- ONC recognizes the need to push nationwide interoperability further to the forefront of health IT infrastructure.
The federal agency recently published a Proposed Interoperability Standards Measurement Framework to assess the healthcare industry’s progress toward implementing health IT interoperability standards and their use in measuring advancement.
ONC sees this undertaking as a way to guide the evolution of the Interoperability Standards Advisory (ISA), inform updates to the ONC Health IT Certification 3 Program, and influence stakeholder decision-making.
At present, interoperability measurements standards vary between stakeholders. The lack of consistency poses difficulties when attempting to track the progress of health IT interoperability on a national scale.
ONC points to two primary factors inhibiting health IT developers from properly measuring implemented standards:
Lack of information: Developers may lack up-to-date information on which version of their product a client has implemented. Locally-deployed/client-server products, for instance, often give control to users to determine if and when to upgrade to a new version. Users sometimes skip versions if they do not see sufficient value in the latest upgrade. While developers often receive information that an upgrade has been completed, the information appears to be imperfect.
Indirect sales: Sales partner relationships also factor into the accuracy of information available to the developer. For example, resellers may not notify the health IT developer when the reseller’s clients upgrade product version
In addition to these complicating factors, the way standards are used for health data exchange differs considerably. Health IT developers and healthcare organizations — health information exchanges (HIEs), regional health information organizations (RHIOs), etc. — are applying standards differently which poses difficulties when trying to gather consistent information across the industry.

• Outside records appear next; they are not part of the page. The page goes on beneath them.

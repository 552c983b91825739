//! Brush sculpting core.
//!
//! Each frame, a pointer hit on a triangle mesh becomes at most one stroke
//! that pushes nearby vertices along the surface normal and then refreshes
//! the normals it invalidated:
//! - [`geometry::GeometryBuffer`] - Shared vertex positions, normals and triangle indices
//! - [`spatial`] - Bounding volumes and the shapecast seam to a spatial index
//! - [`region::StrokeRegion`] - Vertices touched by a brush, with their incident triangles
//! - [`deformation`] - Linear-falloff displacement along the brush direction
//! - [`normals`] - Per-vertex normal refresh limited to the stroke region
//! - [`pipeline`] - One stroke: region query, displacement, normal refresh
//! - [`picking`] - Ray picking and world to mesh space conversion
//! - [`driver::StrokeDriver`] - Idle/Sculpting state machine fed per frame
//!
//! Brush parameters live in the `sculpting-config` crate and are re-exported
//! here as [`SculptParams`].

pub mod brush;
pub mod deformation;
pub mod driver;
pub mod error;
pub mod geometry;
pub mod normals;
pub mod picking;
pub mod pipeline;
pub mod region;
pub mod spatial;

#[cfg(feature = "bevy")]
mod bevy_mesh;

pub use brush::{linear_falloff, BrushState};
pub use deformation::{displace_region, DisplacementResult};
pub use driver::{BrushPlacement, FrameInput, FrameOutcome, SculptState, StrokeDriver};
pub use error::GeometryError;
pub use geometry::{GeometryBuffer, Triangle, TriangleId};
pub use normals::{refresh_normals, triangle_normal};
pub use picking::{pick_mesh, LocalHit, PickHit, Ray};
pub use pipeline::{apply_stroke, StrokeReport};
pub use region::StrokeRegion;
pub use spatial::{Aabb, Containment, FlatIndex, ShapecastVisitor, SpatialIndex, Sphere};

pub use sculpting_config::{SculptParams, MIN_BRUSH_RADIUS};
//! trafficcam-ingest - traffic camera snapshot poller
//!
//! ## Usage
//!
//! ```bash
//! # Poll forever (default)
//! trafficcam-ingest --database-url postgres://localhost/traffic
//!
//! # One cycle, nothing written to the database
//! trafficcam-ingest run --once --dry-run
//!
//! # Replay a past window, one snapshot every 30 s
//! trafficcam-ingest backfill --start 2023-11-07T08:00:00 --end 2023-11-07T09:00:00
//! ```
//!
//! ## Environment variables
//!
//! | Variable             | Required | Description                                  |
//! |----------------------|----------|----------------------------------------------|
//! | `DB_CONN_STR`        | Yes*     | PostgreSQL connection string                 |
//! | `DATABASE_URL`       | Yes*     | Fallback for `DB_CONN_STR`                   |
//! | `TRAFFICCAM_CONFIG`  | No       | Path to a TOML config file                   |
//! | `SNAPSHOT_URL`       | No       | Snapshot endpoint override                   |
//! | `POLL_INTERVAL_SECS` | No       | Sleep between cycles (default: 120)          |
//! | `PAYLOAD_WORKERS`    | No       | Concurrent image downloads (default: 50)     |
//! | `RUST_LOG`           | No       | Log filter                                   |
//!
//! *Not needed with `--dry-run`.

use anyhow::{Context, Result};
use chrono::{NaiveDateTime, TimeDelta};
use clap::Parser;
use std::path::PathBuf;
use std::sync::Arc;
use tracing::{info, warn};
use trafficcam_ingest::config::{defaults, IngestConfig};
use trafficcam_ingest::store::db;
use trafficcam_ingest::{MemoryStore, PgImageStore, Scheduler, SnapshotStore, TrafficClient};

// ============================================================================
// CLI Arguments
// ============================================================================

#[derive(Parser, Debug)]
#[command(name = "trafficcam-ingest")]
#[command(about = "Traffic camera snapshot poller")]
#[command(version)]
struct CliArgs {
    /// TOML config file (default: ./trafficcam.toml if present)
    #[arg(long, env = "TRAFFICCAM_CONFIG")]
    config: Option<PathBuf>,

    /// PostgreSQL connection URL (overrides DB_CONN_STR / DATABASE_URL)
    #[arg(long)]
    database_url: Option<String>,

    /// Snapshot endpoint
    #[arg(long)]
    snapshot_url: Option<String>,

    /// Seconds to sleep after each cycle
    #[arg(long)]
    interval_secs: Option<u64>,

    /// Maximum concurrent image downloads
    #[arg(long)]
    workers: Option<usize>,

    /// Do not apply database migrations at startup
    #[arg(long)]
    skip_migrations: bool,

    /// Emit logs as JSON lines
    #[arg(long)]
    log_json: bool,

    #[command(subcommand)]
    command: Option<SubCommand>,
}

#[derive(clap::Subcommand, Debug)]
enum SubCommand {
    /// Poll the live snapshot (the default)
    Run {
        /// Run a single cycle and exit
        #[arg(long)]
        once: bool,
        /// Keep rows in memory instead of PostgreSQL
        #[arg(long)]
        dry_run: bool,
    },

    /// Ingest historical snapshots over a time window
    Backfill {
        /// First timestamp, e.g. 2023-11-07T08:00:00
        #[arg(long)]
        start: NaiveDateTime,
        /// Last timestamp (inclusive)
        #[arg(long)]
        end: NaiveDateTime,
        /// Seconds between timestamps
        #[arg(long, default_value_t = defaults::BACKFILL_STEP_SECS)]
        step_secs: i64,
        /// Keep rows in memory instead of PostgreSQL
        #[arg(long)]
        dry_run: bool,
    },
}

impl SubCommand {
    fn dry_run(&self) -> bool {
        match self {
            Self::Run { dry_run, .. } | Self::Backfill { dry_run, .. } => *dry_run,
        }
    }
}

// ============================================================================
// Entry Point
// ============================================================================

#[tokio::main]
async fn main() -> Result<()> {
    let _ = dotenvy::dotenv();

    let args = CliArgs::parse();
    init_tracing(args.log_json);

    let command = args.command.unwrap_or(SubCommand::Run {
        once: false,
        dry_run: false,
    });

    let mut config = IngestConfig::load(args.config.as_deref())?;
    if let Some(url) = args.database_url {
        config.database.url = url;
    }
    if let Some(url) = args.snapshot_url {
        config.upstream.snapshot_url = url;
    }
    if let Some(secs) = args.interval_secs {
        config.poll.interval_secs = secs;
    }
    if let Some(workers) = args.workers {
        config.poll.payload_workers = workers;
    }
    if args.skip_migrations {
        config.database.run_migrations = false;
    }

    if command.dry_run() {
        config.validate_without_database()?;
    } else {
        config.validate()?;
    }

    let client = TrafficClient::new(&config.upstream).context("Failed to build HTTP client")?;
    info!(
        snapshot_url = %client.snapshot_url(),
        interval_secs = config.poll.interval_secs,
        workers = config.poll.payload_workers,
        "Starting trafficcam-ingest"
    );
    let source = Arc::new(client);

    if command.dry_run() {
        warn!("Dry run: only fingerprints are kept, in memory, until exit");
        let scheduler = Scheduler::new(
            source,
            MemoryStore::without_payloads(),
            config.poll.interval(),
            config.poll.payload_workers,
        );
        return dispatch(scheduler, command).await;
    }

    // ── Database ──────────────────────────────────────────────────────────────
    let pool = db::create_pool(&config.database)
        .await
        .context("Failed to connect to PostgreSQL")?;
    if config.database.run_migrations {
        db::run_migrations(&pool)
            .await
            .context("Failed to apply migrations")?;
    } else {
        info!("Skipping migrations");
    }

    let scheduler = Scheduler::new(
        source,
        PgImageStore::new(pool),
        config.poll.interval(),
        config.poll.payload_workers,
    );
    dispatch(scheduler, command).await
}

async fn dispatch<D: SnapshotStore>(
    mut scheduler: Scheduler<TrafficClient, D>,
    command: SubCommand,
) -> Result<()> {
    match command {
        SubCommand::Run { once: true, .. } => {
            // The outcome is already logged; a failed cycle is not a failed process.
            let _ = scheduler.tick(None).await;
        }
        SubCommand::Run { once: false, .. } => {
            tokio::select! {
                _ = scheduler.run() => {}
                _ = shutdown_signal() => {}
            }
        }
        SubCommand::Backfill {
            start,
            end,
            step_secs,
            ..
        } => {
            let step = TimeDelta::seconds(step_secs);
            if step <= TimeDelta::zero() {
                anyhow::bail!("--step-secs must be positive, got {step_secs}");
            }
            if end < start {
                anyhow::bail!("--end ({end}) is before --start ({start})");
            }
            tokio::select! {
                summary = scheduler.run_backfill(start, end, step) => {
                    if summary.failed > 0 {
                        warn!(failed = summary.failed, "Some timestamps were not ingested");
                    }
                }
                _ = shutdown_signal() => {}
            }
        }
    }

    info!("trafficcam-ingest stopped");
    Ok(())
}

fn init_tracing(json: bool) {
    let filter = tracing_subscriber::EnvFilter::try_from_default_env()
        .unwrap_or_else(|_| tracing_subscriber::EnvFilter::new("info,trafficcam_ingest=debug"));

    if json {
        tracing_subscriber::fmt()
            .with_env_filter(filter)
            .json()
            .init();
    } else {
        tracing_subscriber::fmt()
            .with_env_filter(filter)
            .with_target(false)
            .init();
    }
}

async fn shutdown_signal() {
    if let Err(e) = tokio::signal::ctrl_c().await {
        warn!(error = %e, "Failed to listen for Ctrl+C");
        std::future::pending::<()>().await;
    }
    info!("Shutdown signal received");
}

ONC highlights four areas causing variations in information measurement standards:
Architecture: The architecture (i.e., cloud versus client-based, federated versus centralized, exchange networks provided by developer or a partner organization) of the product or network can impact how and what information can be tracked. System or network architecture can drive what is able to be electronically tracked centrally and the level of flexibility to track new items.
Development decisions: Health IT developers have made differing decisions about the comprehensiveness and level of granularity to build into their measurement capabilities.
Access to the data: Where capabilities have been built into a product to measure end user utilization of the standards, sometimes only the end user or health IT developer can access the information. In other instances, the health IT developer has created a mechanism to centrally track the information.
Variability in standard implementation: Variability in how a standard is used in the field can also cause one developer’s health IT system to not be interoperable with another health IT developer’s system that has implemented the same version of the standard.
Through discussions with various stakeholders, ONC determined optimal ways to implement interoperability standards by health IT developers and end users.
“The objective to measure interoperability standards implementation of a product focuses on understanding a standard’s lifecycle, which refers to the process by which standards are developed, implemented, and then subsequently used,” stated ONC.
Health IT developers should start by reporting which health IT standards are in their development plans and the purpose of these plans.
Next, developers and networks for health data exchange should report which standards they have implemented into versions of their products not already listed in the ONC Certified Health It Product List.
Finally, ONC states health IT developers should report the number of end- users that have deployed a product version with a standard implemented.
Measuring how interoperability standards are used will entail reporting the percentage of end-users utilizing a particular standard, the volume of transactions by standard, the conformance and customization of standards after implementation.
To ensure the framework reflects the interests and priorities of healthcare providers, payers, ONC is opening the framework to public comment.